Royal Ballet Flanders: Further inside the mind of William Forsythe
Posted: April 23rd, 2012 | Author: Nicholas Minns | Filed under: Performance | Tags: Artifact, Royal Ballet of Flanders, William Forsythe | Comments Off on Royal Ballet Flanders: Further inside the mind of William ForsytheAfter publishing my review of William Forsythe’s Artifact (Inside the mind of William Forsythe, April 22), I got an email from Kathryn Bennetts with a comment about the curtain in Part 2. I had suggested that the curtain made too much noise, and that surely Forsythe would have wanted something less clumsy that did not detract from the music. Bennetts said she had received messages from people who had seen the original production, who complained the curtain did not come down loudly enough.

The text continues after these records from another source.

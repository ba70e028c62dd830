// In-memory browser session backed by canned HTML pages

#![allow(dead_code)]

use async_trait::async_trait;
use pocscan_scanner::document::{select_first, select_snapshots};
use pocscan_scanner::error::{Result, ScanError};
use pocscan_scanner::{BrowserSession, ElementSnapshot};
use std::collections::{HashMap, HashSet};
use std::sync::Arc;
use std::sync::Mutex;
use std::sync::atomic::{AtomicBool, Ordering};

pub const LISTING_URL: &str = "https://msrc.microsoft.com/update-guide/releaseNote/2025-Jan";

#[derive(Default)]
pub struct FixtureSession {
    pages: HashMap<String, String>,
    stalled: HashSet<String>,
    current: Option<String>,
    pub visited: Arc<Mutex<Vec<String>>>,
    pub scripts: Arc<Mutex<Vec<String>>>,
    pub quit_called: Arc<AtomicBool>,
}

impl FixtureSession {
    pub fn new() -> Self {
        Self::default()
    }

    pub fn with_page(mut self, url: &str, html: impl Into<String>) -> Self {
        self.pages.insert(url.to_string(), html.into());
        self
    }

    /// Navigation to this URL never completes.
    pub fn with_stalled_page(mut self, url: &str) -> Self {
        self.stalled.insert(url.to_string());
        self
    }

    pub fn quit_flag(&self) -> Arc<AtomicBool> {
        self.quit_called.clone()
    }

    pub fn visited_log(&self) -> Arc<Mutex<Vec<String>>> {
        self.visited.clone()
    }

    pub fn current_url(&self) -> Option<&str> {
        self.current.as_deref()
    }

    fn current_html(&self) -> Option<&String> {
        self.current.as_ref().and_then(|url| self.pages.get(url))
    }
}

#[async_trait]
impl BrowserSession for FixtureSession {
    async fn navigate(&mut self, url: &str) -> Result<()> {
        self.visited.lock().unwrap().push(url.to_string());
        if self.stalled.contains(url) {
            std::future::pending::<()>().await;
        }
        if !self.pages.contains_key(url) {
            return Err(ScanError::Navigation {
                url: url.to_string(),
                reason: "HTTP 404".to_string(),
            });
        }
        self.current = Some(url.to_string());
        Ok(())
    }

    async fn find_elements(&mut self, selector: &str) -> Result<Vec<ElementSnapshot>> {
        match self.current_html() {
            Some(html) => select_snapshots(html, selector, None),
            None => Ok(Vec::new()),
        }
    }

    async fn find_element(&mut self, selector: &str) -> Result<Option<ElementSnapshot>> {
        match self.current_html() {
            Some(html) => select_first(html, selector, None),
            None => Ok(None),
        }
    }

    async fn execute_script(&mut self, script: &str) -> Result<()> {
        self.scripts.lock().unwrap().push(script.to_string());
        Ok(())
    }

    async fn quit(&mut self) -> Result<()> {
        self.quit_called.store(true, Ordering::SeqCst);
        self.current = None;
        Ok(())
    }
}

pub fn record_url(id: &str) -> String {
    format!("https://msrc.microsoft.com/update-guide/vulnerability/{}", id)
}

/// Listing page linking to each record, with some unrelated anchors mixed in.
pub fn listing_page(ids: &[&str]) -> String {
    let mut html = String::from(
        r#"<html><body><nav><a href="https://msrc.microsoft.com/update-guide/faq">FAQ</a></nav><div role="grid">"#,
    );
    for id in ids {
        html.push_str(&format!(
            r#"<div role="row"><a href="{}">{}</a></div>"#,
            record_url(id),
            id
        ));
    }
    html.push_str("</div></body></html>");
    html
}

/// Detail page with an optional maturity cell and an optional exploitability
/// section carrying the "Exploited" answer.
pub fn detail_page(maturity: Option<&str>, exploited: Option<&str>) -> String {
    let mut html = String::from(
        r#"<html><body><div role="grid">
            <div role="gridcell">Attack Vector</div><div role="gridcell">Network</div>
            <div role="gridcell">Attack Complexity</div><div role="gridcell">Low</div>"#,
    );
    if let Some(maturity) = maturity {
        html.push_str(&format!(
            r#"<div role="gridcell">Exploit Code Maturity</div><div role="gridcell"> {} </div>"#,
            maturity
        ));
    }
    html.push_str("</div>");

    if let Some(exploited) = exploited {
        html.push_str(&format!(
            r#"<section id="exploitability">
                <div>
                    <div><h3>Exploitability</h3></div>
                    <div>
                        <div>
                            <dl>
                                <dt>Publicly disclosed</dt><dd>No</dd>
                                <dt>Exploited</dt><dd>{}</dd>
                                <dt>Latest Software Release</dt><dd>Exploitation Less Likely</dd>
                            </dl>
                        </div>
                    </div>
                </div>
            </section>"#,
            exploited
        ));
    }

    html.push_str("</body></html>");
    html
}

Could this have been simply because the curtain in 1984 was controlled manually, or because Forsythe the enfant terrible was deliberately flouting theatrical convention (as he does elsewhere during the evening) to keep his audience off guard? If the latter, it reveals a deep seam of wit and conceit throughout the work. Interestingly, Clement Crisp loses patience with precisely this kind of conceit in his review of Artifact for the Financial Times (on.ft.com/I8B7LP).
Perhaps we should be careful not to take William Forsythe too seriously after all. Going back to that photographic portrait of him in the Sadler’s Wells program, isn’t there on that intelligent face the smile of a court jester?